PROBLEM DESCRIPTION:
Each line of the data below from the one holding "if let Err(e) = controller.handle_input(input, &mut" to the one holding "watchdog.feed();", inclusive, is to be reproduced exactly; no other line belongs in the answer.

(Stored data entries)
┏━━
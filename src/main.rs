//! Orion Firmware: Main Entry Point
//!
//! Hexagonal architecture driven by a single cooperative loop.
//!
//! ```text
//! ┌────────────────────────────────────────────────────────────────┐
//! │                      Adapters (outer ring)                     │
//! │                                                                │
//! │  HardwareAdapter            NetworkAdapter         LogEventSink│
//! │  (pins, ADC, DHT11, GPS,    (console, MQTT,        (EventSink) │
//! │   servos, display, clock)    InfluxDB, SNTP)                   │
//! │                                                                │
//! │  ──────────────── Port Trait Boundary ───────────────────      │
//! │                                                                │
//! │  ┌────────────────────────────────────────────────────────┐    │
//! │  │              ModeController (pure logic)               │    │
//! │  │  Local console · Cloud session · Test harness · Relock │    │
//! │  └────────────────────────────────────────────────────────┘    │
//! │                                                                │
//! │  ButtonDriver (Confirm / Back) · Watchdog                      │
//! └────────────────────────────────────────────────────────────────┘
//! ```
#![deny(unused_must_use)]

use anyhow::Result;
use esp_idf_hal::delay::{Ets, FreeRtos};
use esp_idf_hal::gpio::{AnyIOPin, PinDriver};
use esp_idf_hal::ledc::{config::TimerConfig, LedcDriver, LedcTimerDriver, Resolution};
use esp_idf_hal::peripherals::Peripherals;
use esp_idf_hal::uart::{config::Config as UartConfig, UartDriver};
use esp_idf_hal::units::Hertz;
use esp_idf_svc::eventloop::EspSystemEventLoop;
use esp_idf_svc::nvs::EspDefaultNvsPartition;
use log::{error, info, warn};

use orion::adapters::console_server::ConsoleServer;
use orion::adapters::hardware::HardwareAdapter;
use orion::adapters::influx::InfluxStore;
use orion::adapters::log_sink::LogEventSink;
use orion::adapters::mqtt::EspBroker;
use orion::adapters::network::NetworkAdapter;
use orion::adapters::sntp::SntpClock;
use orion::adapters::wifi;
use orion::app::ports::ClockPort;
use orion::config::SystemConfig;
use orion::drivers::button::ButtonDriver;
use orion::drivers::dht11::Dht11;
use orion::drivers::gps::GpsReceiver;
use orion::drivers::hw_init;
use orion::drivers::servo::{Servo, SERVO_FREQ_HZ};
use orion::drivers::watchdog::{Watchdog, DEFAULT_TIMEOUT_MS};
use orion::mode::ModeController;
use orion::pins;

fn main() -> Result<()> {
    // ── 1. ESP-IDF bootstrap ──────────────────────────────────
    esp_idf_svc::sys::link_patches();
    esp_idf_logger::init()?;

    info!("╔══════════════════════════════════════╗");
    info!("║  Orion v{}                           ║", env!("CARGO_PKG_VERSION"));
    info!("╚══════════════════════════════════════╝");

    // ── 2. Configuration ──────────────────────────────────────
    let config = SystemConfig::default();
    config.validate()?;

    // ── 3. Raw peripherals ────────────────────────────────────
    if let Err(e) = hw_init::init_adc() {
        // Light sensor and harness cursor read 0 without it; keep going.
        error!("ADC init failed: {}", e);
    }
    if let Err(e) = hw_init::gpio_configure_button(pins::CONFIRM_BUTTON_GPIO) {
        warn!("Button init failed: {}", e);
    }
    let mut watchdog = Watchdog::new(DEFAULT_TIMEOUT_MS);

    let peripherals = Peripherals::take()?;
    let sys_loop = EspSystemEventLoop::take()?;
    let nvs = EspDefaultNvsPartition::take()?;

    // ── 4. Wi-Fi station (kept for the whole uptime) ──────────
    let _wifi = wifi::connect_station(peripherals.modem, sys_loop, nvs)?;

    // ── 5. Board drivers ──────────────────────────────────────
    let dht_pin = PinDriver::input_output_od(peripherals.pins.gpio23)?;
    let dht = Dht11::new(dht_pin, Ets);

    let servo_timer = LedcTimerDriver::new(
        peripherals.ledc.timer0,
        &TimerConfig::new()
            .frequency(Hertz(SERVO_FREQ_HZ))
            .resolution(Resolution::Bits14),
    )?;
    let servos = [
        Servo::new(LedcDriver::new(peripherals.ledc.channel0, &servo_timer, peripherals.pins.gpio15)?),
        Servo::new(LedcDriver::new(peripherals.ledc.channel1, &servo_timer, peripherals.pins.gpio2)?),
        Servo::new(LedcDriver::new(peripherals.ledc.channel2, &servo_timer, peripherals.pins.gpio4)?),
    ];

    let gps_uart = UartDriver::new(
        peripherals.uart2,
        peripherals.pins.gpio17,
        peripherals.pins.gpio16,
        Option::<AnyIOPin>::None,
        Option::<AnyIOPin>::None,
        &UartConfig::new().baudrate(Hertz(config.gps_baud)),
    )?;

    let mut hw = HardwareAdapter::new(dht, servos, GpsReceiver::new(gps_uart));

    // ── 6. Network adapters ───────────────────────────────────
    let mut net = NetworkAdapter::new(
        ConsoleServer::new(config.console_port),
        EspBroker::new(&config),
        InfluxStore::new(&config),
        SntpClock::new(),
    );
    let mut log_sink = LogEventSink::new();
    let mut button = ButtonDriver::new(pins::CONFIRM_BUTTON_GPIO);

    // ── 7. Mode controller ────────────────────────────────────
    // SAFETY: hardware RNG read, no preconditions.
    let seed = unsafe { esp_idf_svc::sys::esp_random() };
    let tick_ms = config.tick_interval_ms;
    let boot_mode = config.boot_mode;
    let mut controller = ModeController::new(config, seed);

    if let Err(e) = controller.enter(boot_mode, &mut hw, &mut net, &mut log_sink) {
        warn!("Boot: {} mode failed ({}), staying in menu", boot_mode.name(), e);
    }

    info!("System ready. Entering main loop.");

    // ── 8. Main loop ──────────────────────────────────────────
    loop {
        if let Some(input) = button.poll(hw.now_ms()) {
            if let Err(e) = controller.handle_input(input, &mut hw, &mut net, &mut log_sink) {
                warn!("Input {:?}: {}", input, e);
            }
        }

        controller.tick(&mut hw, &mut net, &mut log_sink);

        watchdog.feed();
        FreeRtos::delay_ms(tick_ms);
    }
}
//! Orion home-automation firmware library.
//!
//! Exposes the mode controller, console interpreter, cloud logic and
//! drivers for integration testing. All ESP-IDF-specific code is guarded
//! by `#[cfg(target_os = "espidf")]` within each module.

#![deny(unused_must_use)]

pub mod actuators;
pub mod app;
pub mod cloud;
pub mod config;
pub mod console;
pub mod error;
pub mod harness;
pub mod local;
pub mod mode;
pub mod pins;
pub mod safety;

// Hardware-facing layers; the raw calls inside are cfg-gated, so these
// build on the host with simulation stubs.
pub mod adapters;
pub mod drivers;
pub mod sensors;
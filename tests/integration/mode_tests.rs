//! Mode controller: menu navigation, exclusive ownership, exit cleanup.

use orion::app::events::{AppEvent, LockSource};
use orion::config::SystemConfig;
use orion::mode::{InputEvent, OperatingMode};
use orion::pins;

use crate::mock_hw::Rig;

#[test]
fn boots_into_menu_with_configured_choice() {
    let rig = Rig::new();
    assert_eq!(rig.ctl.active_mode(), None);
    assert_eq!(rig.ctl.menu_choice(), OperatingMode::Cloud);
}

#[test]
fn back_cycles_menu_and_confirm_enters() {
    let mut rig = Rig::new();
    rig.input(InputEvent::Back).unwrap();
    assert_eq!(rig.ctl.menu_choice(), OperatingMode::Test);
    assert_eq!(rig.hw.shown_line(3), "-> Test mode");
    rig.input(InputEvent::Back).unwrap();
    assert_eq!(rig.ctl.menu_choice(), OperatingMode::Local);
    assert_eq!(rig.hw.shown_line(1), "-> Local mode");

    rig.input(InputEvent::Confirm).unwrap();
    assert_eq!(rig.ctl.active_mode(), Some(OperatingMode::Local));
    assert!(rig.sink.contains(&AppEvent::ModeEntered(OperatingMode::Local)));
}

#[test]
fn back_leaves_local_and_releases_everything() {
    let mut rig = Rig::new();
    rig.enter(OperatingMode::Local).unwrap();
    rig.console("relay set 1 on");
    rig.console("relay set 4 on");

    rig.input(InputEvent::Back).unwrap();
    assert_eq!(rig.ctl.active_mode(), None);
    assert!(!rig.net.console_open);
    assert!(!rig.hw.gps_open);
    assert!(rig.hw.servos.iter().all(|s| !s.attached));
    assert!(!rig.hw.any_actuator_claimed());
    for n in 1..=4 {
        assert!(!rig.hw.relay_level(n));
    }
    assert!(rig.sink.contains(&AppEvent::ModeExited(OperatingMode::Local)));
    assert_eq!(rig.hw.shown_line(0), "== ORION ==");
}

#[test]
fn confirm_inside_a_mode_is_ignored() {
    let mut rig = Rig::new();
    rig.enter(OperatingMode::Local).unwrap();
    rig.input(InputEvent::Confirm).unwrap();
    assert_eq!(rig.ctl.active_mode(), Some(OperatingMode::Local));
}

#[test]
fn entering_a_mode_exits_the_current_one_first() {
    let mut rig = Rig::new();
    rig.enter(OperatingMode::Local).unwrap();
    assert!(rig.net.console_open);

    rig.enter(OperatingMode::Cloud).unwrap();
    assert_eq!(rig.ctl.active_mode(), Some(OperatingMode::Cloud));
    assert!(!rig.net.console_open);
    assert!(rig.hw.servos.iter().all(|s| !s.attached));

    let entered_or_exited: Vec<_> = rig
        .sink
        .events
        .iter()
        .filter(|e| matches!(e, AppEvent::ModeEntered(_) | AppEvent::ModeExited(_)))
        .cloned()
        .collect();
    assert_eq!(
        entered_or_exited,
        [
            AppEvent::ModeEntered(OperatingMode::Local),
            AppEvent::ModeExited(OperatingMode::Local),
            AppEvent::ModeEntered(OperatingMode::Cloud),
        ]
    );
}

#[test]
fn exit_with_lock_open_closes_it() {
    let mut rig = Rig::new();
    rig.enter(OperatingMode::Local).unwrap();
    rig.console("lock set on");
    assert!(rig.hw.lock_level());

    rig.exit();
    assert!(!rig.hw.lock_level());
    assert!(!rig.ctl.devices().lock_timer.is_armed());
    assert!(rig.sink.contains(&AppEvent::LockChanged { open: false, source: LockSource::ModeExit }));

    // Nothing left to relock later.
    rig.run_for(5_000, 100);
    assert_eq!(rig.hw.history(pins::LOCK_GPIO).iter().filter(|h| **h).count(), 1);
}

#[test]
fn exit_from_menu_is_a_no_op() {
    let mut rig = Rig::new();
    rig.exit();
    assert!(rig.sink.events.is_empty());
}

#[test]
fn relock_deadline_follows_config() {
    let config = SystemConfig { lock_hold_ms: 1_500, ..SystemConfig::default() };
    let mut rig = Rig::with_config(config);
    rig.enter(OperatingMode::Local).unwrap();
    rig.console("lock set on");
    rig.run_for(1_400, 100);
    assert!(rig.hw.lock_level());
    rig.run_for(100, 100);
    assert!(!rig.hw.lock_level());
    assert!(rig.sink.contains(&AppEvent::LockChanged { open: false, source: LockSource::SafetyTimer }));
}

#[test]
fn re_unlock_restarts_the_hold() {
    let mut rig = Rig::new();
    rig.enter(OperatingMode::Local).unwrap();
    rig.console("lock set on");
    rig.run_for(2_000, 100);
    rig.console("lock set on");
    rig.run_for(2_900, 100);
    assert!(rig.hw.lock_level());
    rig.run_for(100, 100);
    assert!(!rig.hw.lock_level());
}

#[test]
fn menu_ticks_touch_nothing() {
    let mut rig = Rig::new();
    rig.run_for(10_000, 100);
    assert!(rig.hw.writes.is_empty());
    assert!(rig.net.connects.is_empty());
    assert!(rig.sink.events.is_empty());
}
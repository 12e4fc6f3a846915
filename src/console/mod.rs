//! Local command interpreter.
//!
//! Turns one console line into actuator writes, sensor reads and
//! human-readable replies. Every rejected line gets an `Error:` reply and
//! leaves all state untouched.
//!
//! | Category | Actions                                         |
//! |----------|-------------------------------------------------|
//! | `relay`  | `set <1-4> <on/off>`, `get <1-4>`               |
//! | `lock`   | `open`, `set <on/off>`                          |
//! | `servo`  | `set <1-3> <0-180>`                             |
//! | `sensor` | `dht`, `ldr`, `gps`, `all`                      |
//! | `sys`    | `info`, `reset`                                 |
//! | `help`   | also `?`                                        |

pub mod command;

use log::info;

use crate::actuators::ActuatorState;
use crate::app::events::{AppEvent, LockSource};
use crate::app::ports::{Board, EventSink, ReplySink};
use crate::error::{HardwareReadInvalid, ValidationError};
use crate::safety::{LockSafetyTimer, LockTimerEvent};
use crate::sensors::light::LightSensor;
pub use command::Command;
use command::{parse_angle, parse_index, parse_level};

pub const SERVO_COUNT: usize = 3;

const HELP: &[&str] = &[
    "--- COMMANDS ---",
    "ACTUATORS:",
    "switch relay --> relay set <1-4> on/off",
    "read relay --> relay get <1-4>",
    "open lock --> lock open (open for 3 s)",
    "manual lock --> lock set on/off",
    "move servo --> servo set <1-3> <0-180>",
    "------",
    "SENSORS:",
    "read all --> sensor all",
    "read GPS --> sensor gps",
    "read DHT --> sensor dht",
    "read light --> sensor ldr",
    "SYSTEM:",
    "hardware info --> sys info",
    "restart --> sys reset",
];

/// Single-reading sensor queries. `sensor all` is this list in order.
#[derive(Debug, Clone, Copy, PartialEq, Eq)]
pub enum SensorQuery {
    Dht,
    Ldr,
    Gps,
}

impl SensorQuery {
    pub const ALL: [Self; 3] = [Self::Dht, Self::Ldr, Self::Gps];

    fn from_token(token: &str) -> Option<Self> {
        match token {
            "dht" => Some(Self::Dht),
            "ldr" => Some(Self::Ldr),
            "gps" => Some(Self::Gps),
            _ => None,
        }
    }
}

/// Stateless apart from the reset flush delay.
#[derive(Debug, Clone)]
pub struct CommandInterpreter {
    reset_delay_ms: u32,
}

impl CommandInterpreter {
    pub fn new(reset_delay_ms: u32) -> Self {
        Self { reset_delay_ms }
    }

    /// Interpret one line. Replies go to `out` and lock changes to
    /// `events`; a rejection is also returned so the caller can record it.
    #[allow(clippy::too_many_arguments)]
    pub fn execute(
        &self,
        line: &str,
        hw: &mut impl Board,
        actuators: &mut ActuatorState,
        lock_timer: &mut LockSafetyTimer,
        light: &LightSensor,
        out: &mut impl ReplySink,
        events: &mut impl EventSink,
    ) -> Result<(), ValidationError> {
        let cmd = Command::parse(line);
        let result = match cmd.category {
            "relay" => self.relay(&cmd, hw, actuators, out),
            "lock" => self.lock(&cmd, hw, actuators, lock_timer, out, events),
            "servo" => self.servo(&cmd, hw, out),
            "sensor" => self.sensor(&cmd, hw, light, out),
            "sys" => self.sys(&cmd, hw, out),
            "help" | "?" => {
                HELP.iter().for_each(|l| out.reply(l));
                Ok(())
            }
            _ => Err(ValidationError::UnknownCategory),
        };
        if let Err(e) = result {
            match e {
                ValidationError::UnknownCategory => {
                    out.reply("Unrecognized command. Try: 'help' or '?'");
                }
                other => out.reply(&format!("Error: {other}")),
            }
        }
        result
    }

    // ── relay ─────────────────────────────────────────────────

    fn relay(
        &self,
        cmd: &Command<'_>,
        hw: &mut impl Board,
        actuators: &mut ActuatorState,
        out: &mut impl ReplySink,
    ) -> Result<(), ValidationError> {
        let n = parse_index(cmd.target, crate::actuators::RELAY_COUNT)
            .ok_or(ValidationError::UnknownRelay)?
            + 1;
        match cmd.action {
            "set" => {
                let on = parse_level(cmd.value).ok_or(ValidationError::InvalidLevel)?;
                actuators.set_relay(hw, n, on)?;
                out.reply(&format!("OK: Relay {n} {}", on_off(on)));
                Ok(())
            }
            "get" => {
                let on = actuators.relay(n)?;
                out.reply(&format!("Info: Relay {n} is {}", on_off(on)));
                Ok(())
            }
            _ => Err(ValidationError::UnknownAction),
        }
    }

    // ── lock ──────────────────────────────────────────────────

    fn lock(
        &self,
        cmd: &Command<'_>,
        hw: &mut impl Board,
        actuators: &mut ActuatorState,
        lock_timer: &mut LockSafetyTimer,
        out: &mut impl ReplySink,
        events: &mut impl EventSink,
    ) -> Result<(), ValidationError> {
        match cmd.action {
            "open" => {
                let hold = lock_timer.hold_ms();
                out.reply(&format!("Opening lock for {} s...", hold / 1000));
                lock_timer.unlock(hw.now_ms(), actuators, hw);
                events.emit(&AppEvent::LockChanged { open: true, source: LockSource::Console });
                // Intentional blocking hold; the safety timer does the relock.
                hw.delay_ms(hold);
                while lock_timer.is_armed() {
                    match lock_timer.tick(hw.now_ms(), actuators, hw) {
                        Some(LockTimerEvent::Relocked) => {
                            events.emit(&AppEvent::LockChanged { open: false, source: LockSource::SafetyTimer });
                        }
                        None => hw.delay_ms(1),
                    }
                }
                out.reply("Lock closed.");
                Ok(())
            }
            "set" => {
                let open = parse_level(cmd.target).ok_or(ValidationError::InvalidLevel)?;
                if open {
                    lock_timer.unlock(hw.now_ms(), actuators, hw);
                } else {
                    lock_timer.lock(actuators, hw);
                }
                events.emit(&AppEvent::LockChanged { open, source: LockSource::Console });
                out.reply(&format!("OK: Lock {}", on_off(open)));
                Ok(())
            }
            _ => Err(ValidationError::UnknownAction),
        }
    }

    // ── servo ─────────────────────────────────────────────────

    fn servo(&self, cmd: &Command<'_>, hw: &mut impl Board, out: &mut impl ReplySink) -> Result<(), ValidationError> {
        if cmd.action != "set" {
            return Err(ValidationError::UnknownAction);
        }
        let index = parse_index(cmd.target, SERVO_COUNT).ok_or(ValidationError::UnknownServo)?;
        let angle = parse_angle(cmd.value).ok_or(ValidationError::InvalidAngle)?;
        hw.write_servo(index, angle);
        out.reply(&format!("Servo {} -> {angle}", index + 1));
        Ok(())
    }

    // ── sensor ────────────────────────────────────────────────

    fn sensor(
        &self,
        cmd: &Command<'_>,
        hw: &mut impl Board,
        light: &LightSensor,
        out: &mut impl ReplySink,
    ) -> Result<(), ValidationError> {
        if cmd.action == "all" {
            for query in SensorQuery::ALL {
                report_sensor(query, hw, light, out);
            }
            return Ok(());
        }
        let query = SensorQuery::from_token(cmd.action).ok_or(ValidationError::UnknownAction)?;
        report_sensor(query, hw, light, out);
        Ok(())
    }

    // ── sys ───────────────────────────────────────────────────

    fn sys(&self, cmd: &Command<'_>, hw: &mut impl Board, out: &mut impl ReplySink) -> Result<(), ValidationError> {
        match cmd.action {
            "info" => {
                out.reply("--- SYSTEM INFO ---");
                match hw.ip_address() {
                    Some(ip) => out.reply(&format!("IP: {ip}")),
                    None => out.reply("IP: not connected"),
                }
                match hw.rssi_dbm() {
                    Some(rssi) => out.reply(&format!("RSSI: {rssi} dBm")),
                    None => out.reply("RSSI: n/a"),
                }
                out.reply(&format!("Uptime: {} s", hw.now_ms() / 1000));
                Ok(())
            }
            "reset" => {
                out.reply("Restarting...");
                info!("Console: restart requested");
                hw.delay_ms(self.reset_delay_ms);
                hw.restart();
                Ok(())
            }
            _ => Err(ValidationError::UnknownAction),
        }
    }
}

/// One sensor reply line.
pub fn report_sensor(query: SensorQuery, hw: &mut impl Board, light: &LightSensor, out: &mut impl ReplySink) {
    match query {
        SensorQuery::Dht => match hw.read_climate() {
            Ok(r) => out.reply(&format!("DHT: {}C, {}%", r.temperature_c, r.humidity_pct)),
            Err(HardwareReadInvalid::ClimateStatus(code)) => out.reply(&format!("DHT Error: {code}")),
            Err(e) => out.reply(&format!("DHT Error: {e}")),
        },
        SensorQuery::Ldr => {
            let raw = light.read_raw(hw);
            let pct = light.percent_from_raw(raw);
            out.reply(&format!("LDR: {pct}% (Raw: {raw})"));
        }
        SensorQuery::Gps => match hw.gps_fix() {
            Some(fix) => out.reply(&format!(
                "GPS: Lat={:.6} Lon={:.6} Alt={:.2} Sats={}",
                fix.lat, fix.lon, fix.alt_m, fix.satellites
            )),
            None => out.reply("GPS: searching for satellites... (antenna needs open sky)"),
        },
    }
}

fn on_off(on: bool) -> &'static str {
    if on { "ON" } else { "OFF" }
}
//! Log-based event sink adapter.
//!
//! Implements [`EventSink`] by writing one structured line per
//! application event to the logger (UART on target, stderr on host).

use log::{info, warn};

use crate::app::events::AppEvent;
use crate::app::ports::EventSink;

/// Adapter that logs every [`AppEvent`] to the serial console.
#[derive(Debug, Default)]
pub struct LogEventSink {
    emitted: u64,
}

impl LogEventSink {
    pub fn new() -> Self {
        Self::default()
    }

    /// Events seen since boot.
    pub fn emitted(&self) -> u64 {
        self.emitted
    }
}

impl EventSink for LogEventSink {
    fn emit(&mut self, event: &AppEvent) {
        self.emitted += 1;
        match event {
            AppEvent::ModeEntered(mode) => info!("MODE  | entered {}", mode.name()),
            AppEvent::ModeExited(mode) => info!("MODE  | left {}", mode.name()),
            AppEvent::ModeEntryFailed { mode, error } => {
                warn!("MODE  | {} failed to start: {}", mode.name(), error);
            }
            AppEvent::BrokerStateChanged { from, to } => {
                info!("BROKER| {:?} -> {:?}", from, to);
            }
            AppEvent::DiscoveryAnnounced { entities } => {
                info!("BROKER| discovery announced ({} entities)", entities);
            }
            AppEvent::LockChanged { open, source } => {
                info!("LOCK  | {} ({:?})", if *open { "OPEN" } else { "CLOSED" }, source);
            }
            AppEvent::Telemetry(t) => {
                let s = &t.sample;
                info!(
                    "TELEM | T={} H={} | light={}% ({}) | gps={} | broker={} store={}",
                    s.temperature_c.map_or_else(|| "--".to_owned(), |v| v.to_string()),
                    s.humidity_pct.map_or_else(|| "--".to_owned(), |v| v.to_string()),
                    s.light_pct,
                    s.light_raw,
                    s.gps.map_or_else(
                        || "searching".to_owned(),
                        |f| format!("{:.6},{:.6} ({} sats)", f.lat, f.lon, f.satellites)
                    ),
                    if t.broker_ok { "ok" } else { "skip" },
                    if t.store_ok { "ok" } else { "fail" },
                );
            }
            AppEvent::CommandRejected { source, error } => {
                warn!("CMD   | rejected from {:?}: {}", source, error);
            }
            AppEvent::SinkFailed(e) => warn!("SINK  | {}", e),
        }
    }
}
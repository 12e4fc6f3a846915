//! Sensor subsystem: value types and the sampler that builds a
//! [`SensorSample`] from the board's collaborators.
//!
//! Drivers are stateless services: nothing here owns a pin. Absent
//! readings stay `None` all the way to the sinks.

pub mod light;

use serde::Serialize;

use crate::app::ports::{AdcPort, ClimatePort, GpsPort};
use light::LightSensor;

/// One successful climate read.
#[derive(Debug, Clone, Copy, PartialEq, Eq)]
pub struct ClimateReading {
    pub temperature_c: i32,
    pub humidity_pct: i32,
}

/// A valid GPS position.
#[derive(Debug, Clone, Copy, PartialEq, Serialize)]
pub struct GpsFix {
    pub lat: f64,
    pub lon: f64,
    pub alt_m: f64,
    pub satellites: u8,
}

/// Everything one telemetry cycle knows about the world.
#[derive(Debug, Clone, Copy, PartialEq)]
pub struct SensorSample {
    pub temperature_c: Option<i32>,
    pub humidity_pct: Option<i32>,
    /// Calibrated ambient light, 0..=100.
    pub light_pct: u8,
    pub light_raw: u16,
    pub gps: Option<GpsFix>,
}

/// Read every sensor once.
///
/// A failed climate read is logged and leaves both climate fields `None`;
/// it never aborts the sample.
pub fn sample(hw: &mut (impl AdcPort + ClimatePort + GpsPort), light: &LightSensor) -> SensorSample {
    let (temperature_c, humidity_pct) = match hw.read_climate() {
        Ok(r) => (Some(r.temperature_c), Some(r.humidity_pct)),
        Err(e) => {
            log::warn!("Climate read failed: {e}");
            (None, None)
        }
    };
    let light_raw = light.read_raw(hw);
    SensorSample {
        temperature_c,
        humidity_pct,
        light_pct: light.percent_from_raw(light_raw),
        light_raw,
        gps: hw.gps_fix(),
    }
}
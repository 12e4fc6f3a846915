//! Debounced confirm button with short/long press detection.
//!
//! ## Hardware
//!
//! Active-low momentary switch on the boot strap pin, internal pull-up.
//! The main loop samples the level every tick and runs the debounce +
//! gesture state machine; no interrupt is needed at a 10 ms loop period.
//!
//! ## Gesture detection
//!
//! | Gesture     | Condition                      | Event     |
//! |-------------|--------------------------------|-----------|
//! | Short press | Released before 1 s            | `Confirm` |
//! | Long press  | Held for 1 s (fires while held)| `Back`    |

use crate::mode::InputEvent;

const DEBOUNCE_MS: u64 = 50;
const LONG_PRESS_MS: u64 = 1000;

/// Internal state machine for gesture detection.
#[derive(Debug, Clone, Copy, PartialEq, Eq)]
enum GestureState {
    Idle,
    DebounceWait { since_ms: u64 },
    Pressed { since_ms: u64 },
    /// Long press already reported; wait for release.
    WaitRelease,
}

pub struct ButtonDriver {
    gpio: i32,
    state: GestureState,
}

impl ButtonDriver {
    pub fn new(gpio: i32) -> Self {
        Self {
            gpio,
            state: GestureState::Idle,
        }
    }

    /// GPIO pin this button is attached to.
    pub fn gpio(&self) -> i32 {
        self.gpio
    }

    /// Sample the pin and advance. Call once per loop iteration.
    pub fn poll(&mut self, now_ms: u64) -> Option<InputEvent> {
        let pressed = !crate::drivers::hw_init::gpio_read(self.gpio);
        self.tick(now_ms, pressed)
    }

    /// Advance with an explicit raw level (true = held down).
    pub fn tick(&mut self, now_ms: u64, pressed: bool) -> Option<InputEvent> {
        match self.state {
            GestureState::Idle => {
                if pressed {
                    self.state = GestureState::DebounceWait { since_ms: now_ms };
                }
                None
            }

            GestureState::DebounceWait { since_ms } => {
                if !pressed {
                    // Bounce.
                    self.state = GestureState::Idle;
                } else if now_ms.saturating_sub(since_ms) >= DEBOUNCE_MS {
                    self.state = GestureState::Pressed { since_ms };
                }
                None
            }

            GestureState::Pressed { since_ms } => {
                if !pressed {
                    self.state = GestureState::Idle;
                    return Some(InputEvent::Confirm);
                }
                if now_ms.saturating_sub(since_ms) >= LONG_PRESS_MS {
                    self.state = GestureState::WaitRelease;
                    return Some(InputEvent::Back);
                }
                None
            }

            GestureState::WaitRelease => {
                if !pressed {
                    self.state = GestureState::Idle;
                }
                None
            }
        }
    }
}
┗━━
WRITTEN SOLUTION:
            if let Err(e) = controller.handle_input(input, &mut hw, &mut net, &mut log_sink) {
                warn!("Input {:?}: {}", input, e);
            }
        }

        controller.tick(&mut hw, &mut net, &mut log_sink);

        watchdog.feed();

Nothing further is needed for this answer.